Earlier this week I had one of those frustrating conversations on Twitter where I wasn't expressing myself clearly but I also came to realise that I was maybe holding on to some lazy assumptions.
The discussion revolved around whether it was necessary to beat children at school or not. I grew up in an environment where getting beaten by a teacher was nothing exceptional. Daniel felt that this was going to teach children that violence was a valid way of life.
My gut reaction was "for fuck's sake, it's not violence", but actually, of course, it is.
The whole situation in which I was educated was completely different: parents were much stricter and there was a general consensus that parents expected teachers to maintain strict discipline and that if you got punished, you deserved it. In fact, if you got punished at school, you'd almost certainly wind up getting punished again at home.
But there's more than one aspect to this violence. Firstly, it was not dished out casually. You had to explicitly transgress a fundamental rule. Teachers would always give ample warning. I never once got a beating or saw anyone else get a beating where I thought "that was patently unfair."*
Female teachers were obviously not going to administer corporal punishment, so you got sent to the headmaster, which was another level of scary.
It all took place in a spirit of respect and fairness. The teachers knew that the school was populated by testosterone-charged teenagers and that sometimes things would happen. Discipline was appallingly strict compared to what my daughter sees today, but I never felt like it got in the way of my education or my development as a person. (Maybe it did, but I didn't feel like it did, and that's what mattered to me.)
And the teachers respected us as much as we respected them. I don't for a moment imagine that beating someone inspires respect, but I respected my teachers as teachers, not because of their ability to beat me. I still remember them fondly, and regard them as inspirational, amazing people and I wish that all children could experience teachers like that.
But they don't, as we now have an environment where teachers feel it's appropriate to be "down wiv da yoof" and banter with the kids as equals.
You may well argue that we are all equal, and that's a valid perspective, but why the hell would you pay the blindest bit of attention to your "mate" when he tries to chastise you for your inappropriate behaviour?
So, as much as it's discriminatory, I can definitely see the logic in teachers being aloof, rather than trying to be all matey-matey. But aloofness, a strict (if commonsense) code of conduct and respect from teachers can only do so much to maintain discipline.
If a student is being disruptive, there is a need to restore order. If you reason with them, or point out that they are disruptive and they still carry on, the teacher has to have an effective sanction.
And here I get a bit lost as a libertarian. Currently, it seems like a student can be sent out of the class. That's great, but it means that the student misses the lesson.

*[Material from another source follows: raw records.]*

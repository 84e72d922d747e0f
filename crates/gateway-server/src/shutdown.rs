//! Shutdown signal handling.

use std::time::Duration;
use tokio::signal;
use tracing::{error, info};

/// How long in-flight requests get to finish once a signal arrives
pub const SHUTDOWN_GRACE: Duration = Duration::from_secs(10);

/// Resolve when the process receives Ctrl+C, SIGTERM or SIGQUIT.
///
/// A handler that fails to install is logged and never fires.
pub async fn shutdown_signal() -> String {
    let ctrl_c = async {
        if let Err(e) = signal::ctrl_c().await {
            error!(error = %e, "Failed to install Ctrl+C handler");
            std::future::pending::<()>().await;
        }
        "ctrl+c"
    };

    #[cfg(unix)]
    let sigterm = unix_signal(signal::unix::SignalKind::terminate(), "sigterm");
    #[cfg(unix)]
    let sigquit = unix_signal(signal::unix::SignalKind::quit(), "sigquit");

    #[cfg(not(unix))]
    let sigterm = std::future::pending::<&str>();
    #[cfg(not(unix))]
    let sigquit = std::future::pending::<&str>();

    let signal_name = tokio::select! {
        name = ctrl_c => name,
        name = sigterm => name,
        name = sigquit => name,
    };

    info!(signal = signal_name, "Received shutdown signal");
    signal_name.to_string()
}

#[cfg(unix)]
async fn unix_signal(kind: signal::unix::SignalKind, name: &'static str) -> &'static str {
    match signal::unix::signal(kind) {
        Ok(mut stream) => {
            stream.recv().await;
        }
        Err(e) => {
            error!(signal = name, error = %e, "Failed to install signal handler");
            std::future::pending::<()>().await;
        }
    }
    name
}
//! Serve command - run the HTTP API.

use anyhow::{Context, Result};
use clap::Args;
use gateway_server::{AppState, Server, ServerConfig};
use std::path::PathBuf;
use tracing::{info, warn};

/// Arguments for the serve command.
#[derive(Args, Debug)]
pub struct ServeArgs {
    /// Configuration file
    #[arg(short, long, env = "ROUTER_CONFIG", default_value = "router.yaml")]
    pub config: PathBuf,
}

/// Execute the serve command.
pub async fn execute(args: ServeArgs) -> Result<()> {
    info!(
        version = env!("CARGO_PKG_VERSION"),
        "Starting LLM Inference Router"
    );

    let config = gateway_config::load_config(&args.config)
        .await
        .with_context(|| format!("failed to load {}", args.config.display()))?;

    for warning in config
        .validate_for_serve()
        .context("invalid configuration")?
    {
        warn!("{warning}");
    }

    let state = AppState::from_config(&config)?;
    let server_config = ServerConfig::from_config(&config.server_config);

    info!(
        host = %server_config.host,
        port = server_config.port,
        tls = server_config.tls.is_some(),
        models = state.providers.len(),
        "Configuration loaded"
    );

    Server::new(server_config, state).run().await?;
    Ok(())
}
//! CLI argument definitions using clap.

use anyhow::Result;
use clap::{Parser, Subcommand, ValueEnum};
use gateway_telemetry::LoggingConfig;

use crate::commands;

/// LLM Inference Router - route prompts to IBM, OpenAI and HuggingFace models
#[derive(Parser, Debug)]
#[command(name = "llm-router")]
#[command(author, version, about, long_about = None)]
#[command(propagate_version = true)]
pub struct Cli {
    /// Log level
    #[arg(long, value_enum, default_value_t = Verbosity::Info, env = "ROUTER_LOG_LEVEL", global = true)]
    pub verbosity: Verbosity,

    /// Emit logs as JSON
    #[arg(long, global = true)]
    pub json_logs: bool,

    #[command(subcommand)]
    pub command: Commands,
}

/// Log level names accepted by `--verbosity`
#[derive(ValueEnum, Clone, Copy, Debug, PartialEq, Eq)]
pub enum Verbosity {
    /// Everything, including per-request payload dumps
    Trace,
    /// Debug
    Debug,
    /// Lifecycle events and requests
    Info,
    /// Warn
    Warn,
    /// Failures only
    Error,
}

impl Verbosity {
    fn as_directive(self) -> &'static str {
        match self {
            Self::Trace => "trace",
            Self::Debug => "debug",
            Self::Info => "info",
            Self::Warn => "warn",
            Self::Error => "error",
        }
    }
}

#[derive(Subcommand, Debug)]
pub enum Commands {
    /// Start the HTTP server
    #[command(visible_alias = "start")]
    Serve(commands::serve::ServeArgs),

    /// Run a single inference and print the output
    Infer(commands::infer::InferArgs),

    /// Validate a configuration file
    Validate(commands::validate::ValidateArgs),
}

impl Cli {
    /// Logging setup selected by the global flags
    pub fn logging_config(&self) -> LoggingConfig {
        LoggingConfig::new()
            .with_level(self.verbosity.as_directive())
            .with_json(self.json_logs)
            .with_target(matches!(self.verbosity, Verbosity::Trace | Verbosity::Debug))
    }

    /// Execute the CLI command.
    pub async fn execute(self) -> Result<()> {
        match self.command {
            Commands::Serve(args) => commands::serve::execute(args).await,
            Commands::Infer(args) => commands::infer::execute(args).await,
            Commands::Validate(args) => commands::validate::execute(args).await,
        }
    }
}
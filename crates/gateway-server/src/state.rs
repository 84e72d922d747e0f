//! Shared application state.

use axum::extract::FromRef;
use axum_extra::extract::cookie::Key;
use gateway_config::GatewayConfig;
use gateway_providers::ProviderRegistry;
use gateway_telemetry::{Metrics, MetricsConfig};
use std::sync::Arc;
use tracing::{info, warn};

use crate::{
    auth::{AuthConfig, AuthState},
    oauth::{OAuthClient, OAuthConfig},
    server::ServerError,
};

/// Provider and model used when a request leaves them blank
#[derive(Debug, Clone, Default, PartialEq, Eq)]
pub struct RoutingDefaults {
    /// Default provider name
    pub provider: String,
    /// Default model id
    pub model_id: String,
}

/// Application state shared across handlers
#[derive(Clone)]
pub struct AppState {
    /// Registered model adapters
    pub providers: Arc<ProviderRegistry>,
    /// Fallback provider/model
    pub defaults: Arc<RoutingDefaults>,
    /// Bearer authentication
    pub auth: AuthState,
    /// Login flow, when configured
    pub oauth: Option<OAuthClient>,
    /// Metrics
    pub metrics: Metrics,
    cookie_key: Key,
}

impl AppState {
    /// Create a builder
    pub fn builder() -> AppStateBuilder {
        AppStateBuilder::default()
    }

    /// Build the full state from a loaded configuration
    pub fn from_config(config: &GatewayConfig) -> Result<Self, ServerError> {
        let server = &config.server_config;
        let registry = ProviderRegistry::from_config(config);
        if registry.is_empty() {
            warn!("No models registered; every inference request will be rejected");
        }

        let auth = AuthConfig::from_server_config(server)?;
        if auth.is_disabled() {
            warn!("No bearer authentication configured; every inference request will be rejected");
        }

        let mut builder = Self::builder()
            .providers(registry)
            .defaults(&config.default_provider, &config.default_model_id)
            .auth(AuthState::new(auth));

        if let Some(key) = server.session_key()? {
            builder = builder.cookie_key(
                Key::try_from(key.as_slice()).map_err(|e| ServerError::Setup(e.to_string()))?,
            );
        }

        if let Some(oauth_config) = OAuthConfig::from_server_config(server) {
            info!(authorize_url = %oauth_config.authorize_url, "OAuth login enabled");
            let client = OAuthClient::new(oauth_config, server.session_ttl)
                .map_err(|e| ServerError::Setup(e.to_string()))?;
            builder = builder.oauth(client);
        }

        builder.build()
    }
}

impl FromRef<AppState> for Key {
    fn from_ref(state: &AppState) -> Self {
        state.cookie_key.clone()
    }
}

impl std::fmt::Debug for AppState {
    fn fmt(&self, f: &mut std::fmt::Formatter<'_>) -> std::fmt::Result {
        f.debug_struct("AppState")
            .field("providers", &self.providers)
            .field("defaults", &self.defaults)
            .field("oauth", &self.oauth.is_some())
            .finish_non_exhaustive()
    }
}

/// Builder for [`AppState`]
#[derive(Default)]
pub struct AppStateBuilder {
    providers: Option<ProviderRegistry>,
    defaults: RoutingDefaults,
    auth: Option<AuthState>,
    oauth: Option<OAuthClient>,
    metrics: Option<Metrics>,
    cookie_key: Option<Key>,
}

impl AppStateBuilder {
    /// Set the provider registry
    #[must_use]
    pub fn providers(mut self, providers: ProviderRegistry) -> Self {
        self.providers = Some(providers);
        self
    }

    /// Set the default provider and model
    #[must_use]
    pub fn defaults(mut self, provider: impl Into<String>, model_id: impl Into<String>) -> Self {
        self.defaults = RoutingDefaults {
            provider: provider.into(),
            model_id: model_id.into(),
        };
        self
    }

    /// Set the authentication state
    #[must_use]
    pub fn auth(mut self, auth: AuthState) -> Self {
        self.auth = Some(auth);
        self
    }

    /// Enable the login flow
    #[must_use]
    pub fn oauth(mut self, oauth: OAuthClient) -> Self {
        self.oauth = Some(oauth);
        self
    }

    /// Set metrics
    #[must_use]
    pub fn metrics(mut self, metrics: Metrics) -> Self {
        self.metrics = Some(metrics);
        self
    }

    /// Set the session cookie signing key
    #[must_use]
    pub fn cookie_key(mut self, key: Key) -> Self {
        self.cookie_key = Some(key);
        self
    }

    /// Build the state.
    ///
    /// Missing parts default to an empty registry, no authentication, fresh
    /// metrics and a random cookie key.
    pub fn build(self) -> Result<AppState, ServerError> {
        let metrics = match self.metrics {
            Some(metrics) => metrics,
            None => Metrics::new(&MetricsConfig::default())?,
        };

        Ok(AppState {
            providers: Arc::new(self.providers.unwrap_or_default()),
            defaults: Arc::new(self.defaults),
            auth: self
                .auth
                .unwrap_or_else(|| AuthState::new(AuthConfig::default())),
            oauth: self.oauth,
            metrics,
            cookie_key: self.cookie_key.unwrap_or_else(Key::generate),
        })
    }
}
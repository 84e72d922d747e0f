//! # Gateway Providers
//!
//! Backend adapters for the inference router:
//! - IBM job API (`/api/v1/jobs`)
//! - OpenAI chat completions (`/v1/chat/completions`)
//! - HuggingFace inference API (`/models/{model}`)
//!
//! Adapters are registered in a [`ProviderRegistry`] keyed by `provider/modelId`.

#![forbid(unsafe_code)]
#![warn(missing_docs)]

mod http;

pub mod huggingface;
pub mod ibm;
pub mod openai;
pub mod registry;

// Re-export main types
pub use huggingface::{HuggingFaceConfig, HuggingFaceProvider};
pub use ibm::{IbmConfig, IbmProvider};
pub use openai::{OpenAIConfig, OpenAIProvider};
pub use registry::{create_provider, ProviderRegistry};
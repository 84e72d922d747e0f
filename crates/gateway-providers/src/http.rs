//! HTTP plumbing shared by the adapters.

use gateway_core::{GatewayError, ProviderType};
use reqwest::{Client, Response};
use secrecy::{ExposeSecret, SecretString};
use serde::de::DeserializeOwned;
use std::time::Duration;
use tracing::{debug, warn};

/// Build a pooled client with a whole-request deadline
pub(crate) fn build_client(timeout: Duration) -> Result<Client, GatewayError> {
    Client::builder()
        .timeout(timeout)
        .pool_max_idle_per_host(32)
        .build()
        .map_err(|e| GatewayError::internal(format!("Failed to create HTTP client: {e}")))
}

/// Request-level value wins; otherwise the adapter default; otherwise a configuration error
pub(crate) fn resolve_credential<'a>(
    provider: ProviderType,
    requested: &'a str,
    default: Option<&'a SecretString>,
    what: &str,
) -> Result<&'a str, GatewayError> {
    if !requested.is_empty() {
        return Ok(requested);
    }
    default
        .map(|s| s.expose_secret().as_str())
        .filter(|s| !s.is_empty())
        .ok_or_else(|| {
            GatewayError::configuration(format!("{provider}: {what} is required, none provided"))
        })
}

/// Map a reqwest failure onto the router taxonomy
pub(crate) fn map_request_error(
    provider: ProviderType,
    timeout: Duration,
    err: &reqwest::Error,
) -> GatewayError {
    if err.is_timeout() {
        GatewayError::Timeout {
            provider: provider.to_string(),
            timeout,
        }
    } else if err.is_decode() {
        GatewayError::decode(provider.to_string(), err.to_string())
    } else {
        GatewayError::transport(provider.to_string(), err.to_string())
    }
}

/// Check the status and decode a JSON body
pub(crate) async fn read_json<T: DeserializeOwned>(
    provider: ProviderType,
    timeout: Duration,
    response: Response,
) -> Result<T, GatewayError> {
    let status = response.status();
    let body = response
        .text()
        .await
        .map_err(|e| map_request_error(provider, timeout, &e))?;

    if !status.is_success() {
        warn!(provider = %provider, status = %status, "Upstream returned error status");
        return Err(GatewayError::upstream(
            provider.to_string(),
            status.as_u16(),
            body,
        ));
    }

    debug!(provider = %provider, bytes = body.len(), "Upstream response received");
    serde_json::from_str(&body)
        .map_err(|e| GatewayError::decode(provider.to_string(), e.to_string()))
}

/// Join a base URL and a path without doubling slashes
pub(crate) fn join_url(base: &str, path: &str) -> String {
    format!("{}/{}", base.trim_end_matches('/'), path.trim_start_matches('/'))
}
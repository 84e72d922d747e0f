//! Subcommand implementations.

pub mod infer;
pub mod serve;
pub mod validate;
//! Custom Axum extractors.

use axum::{
    async_trait,
    body::Bytes,
    extract::{FromRequest, FromRequestParts, Request},
    http::request::Parts,
};
use serde::de::DeserializeOwned;
use tracing::debug;

use crate::error::ApiError;

/// Request id from `x-request-id` (set by the request-id layer) or a fresh UUID
#[derive(Debug, Clone)]
pub struct RequestId(pub String);

#[async_trait]
impl<S> FromRequestParts<S> for RequestId
where
    S: Send + Sync,
{
    type Rejection = ApiError;

    async fn from_request_parts(parts: &mut Parts, _state: &S) -> Result<Self, Self::Rejection> {
        let id = parts
            .headers
            .get("x-request-id")
            .and_then(|v| v.to_str().ok())
            .map_or_else(|| uuid::Uuid::new_v4().to_string(), String::from);

        Ok(Self(id))
    }
}

/// JSON body extractor that rejects with a 400 [`ApiError`].
///
/// The body is decoded whatever its `Content-Type`.
#[derive(Debug, Clone)]
pub struct JsonBody<T>(pub T);

#[async_trait]
impl<S, T> FromRequest<S> for JsonBody<T>
where
    T: DeserializeOwned,
    S: Send + Sync,
{
    type Rejection = ApiError;

    async fn from_request(req: Request, state: &S) -> Result<Self, Self::Rejection> {
        let bytes = Bytes::from_request(req, state).await.map_err(|rejection| {
            ApiError::bad_request(format!(
                "Invalid request payload: {}",
                rejection.body_text()
            ))
        })?;

        serde_json::from_slice(&bytes).map(Self).map_err(|e| {
            debug!(error = %e, "Rejected request payload");
            ApiError::bad_request(format!("Invalid request payload: {e}"))
        })
    }
}

#[cfg(test)]
mod tests {
    use super::*;
    use axum::body::Body;
    use axum::http::{header, StatusCode};
    use gateway_core::ModelInput;

    #[tokio::test]
    async fn test_request_id_from_header() {
        let request = Request::builder()
            .header("x-request-id", "req-123")
            .body(Body::empty())
            .unwrap();
        let (mut parts, _) = request.into_parts();
        let RequestId(id) = RequestId::from_request_parts(&mut parts, &()).await.unwrap();
        assert_eq!(id, "req-123");
    }

    #[tokio::test]
    async fn test_request_id_generated() {
        let request = Request::builder().body(Body::empty()).unwrap();
        let (mut parts, _) = request.into_parts();
        let RequestId(id) = RequestId::from_request_parts(&mut parts, &()).await.unwrap();
        assert!(uuid::Uuid::parse_str(&id).is_ok());
    }

    #[tokio::test]
    async fn test_json_body_rejects_malformed_json() {
        let request = Request::builder()
            .header(header::CONTENT_TYPE, "application/json")
            .body(Body::from("{not json"))
            .unwrap();
        let err = JsonBody::<ModelInput>::from_request(request, &())
            .await
            .unwrap_err();
        assert_eq!(err.status, StatusCode::BAD_REQUEST);
        assert!(err.message.starts_with("Invalid request payload"));
    }

    #[tokio::test]
    async fn test_json_body_ignores_missing_content_type() {
        let request = Request::builder()
            .body(Body::from(r#"{"prompt":"list pods"}"#))
            .unwrap();
        let JsonBody(input) = JsonBody::<ModelInput>::from_request(request, &())
            .await
            .unwrap();
        assert_eq!(input.prompt, "list pods");
    }

    #[tokio::test]
    async fn test_json_body_accepts_model_input() {
        let request = Request::builder()
            .header(header::CONTENT_TYPE, "application/json")
            .body(Body::from(r#"{"prompt":"list pods","provider":"openai"}"#))
            .unwrap();
        let JsonBody(input) = JsonBody::<ModelInput>::from_request(request, &())
            .await
            .unwrap();
        assert_eq!(input.prompt, "list pods");
    }
}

@danoprey would rather see the disruptive student excluded from the lesson, and it being upgraded to excluded from the school if necessary. This will mean the student being sent to the office (which they may or may not do, unless accompanied, which means more disruption). Then there has to be some sort of appeals process to ensure that teachers are being reasonable. Then there has to be some sort of reasonable escalation process before someone is completely excluded to make sure that someone is given sufficient chance. And somebody has to keep completely accurate track of this.
This is all possible, I suppose, but I can see it becoming a lot more disruptive and time consuming overall.
I would rather see a swift punishment administered that means that focus can be regained and the class can continue with a minimum of disruption and that the offender is not prevented from learning.
And assuming all the other things are in place, like the code of conduct and mutual respect and all the rest, I can't really see what, other than a couple of smacks with a cane, will fulfil that role.
*I did once get a beating that was completely undeserved. But even at the time, as the "crime" was happening, I could see why the teachers thought I had transgressed, plus, I'd have had to snitch on a classmate to protect my arse. And that was beyond the pale.